++++ Exercise input

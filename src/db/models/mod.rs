pub mod visit;

pub use visit::{NewVisit, VisitEvent};
use chrono::{Local, NaiveDateTime};

/// Layout of a session token: year through microsecond, fixed width, so
/// tokens sort in the order their sessions started.
pub const SESSION_TOKEN_FORMAT: &str = "%Y%m%d%H%M%S%6f";

/// Per-visitor session state.
///
/// The host creates one of these when a browsing session starts and hands it
/// to every `record_visit` call for that session. The token is generated on
/// first use and never changes afterwards.
#[derive(Debug, Clone, Default, PartialEq, Eq)]
pub struct SessionContext {
    token: Option<String>,
}

impl SessionContext {
    pub fn new() -> Self {
        Self::default()
    }

    /// Resumes a session whose token was issued earlier.
    pub fn with_token(token: impl Into<String>) -> Self {
        Self {
            token: Some(token.into()),
        }
    }

    pub fn token(&self) -> Option<&str> {
        self.token.as_deref()
    }

    pub fn ensure_session(&mut self) -> &str {
        self.ensure_session_at(Local::now().naive_local())
    }

    pub fn ensure_session_at(&mut self, now: NaiveDateTime) -> &str {
        self.token
            .get_or_insert_with(|| now.format(SESSION_TOKEN_FORMAT).to_string())
    }
}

++++++++

Brief ▸ Retype exactly the lines from the first line of the records above through the line containing "was issued earlier.", both included, and nothing else.

Exercise answer ▸
filename src/db/models/mod.rs
pub mod visit;

pub use visit::{NewVisit, VisitEvent};
use chrono::{Local, NaiveDateTime};

/// Layout of a session token: year through microsecond, fixed width, so
/// tokens sort in the order their sessions started.
pub const SESSION_TOKEN_FORMAT: &str = "%Y%m%d%H%M%S%6f";

/// Per-visitor session state.
///
/// The host creates one of these when a browsing session starts and hands it
/// to every `record_visit` call for that session. The token is generated on
/// first use and never changes afterwards.
#[derive(Debug, Clone, Default, PartialEq, Eq)]
pub struct SessionContext {
    token: Option<String>,
}

impl SessionContext {
    pub fn new() -> Self {
        Self::default()
    }

    /// Resumes a session whose token was issued earlier.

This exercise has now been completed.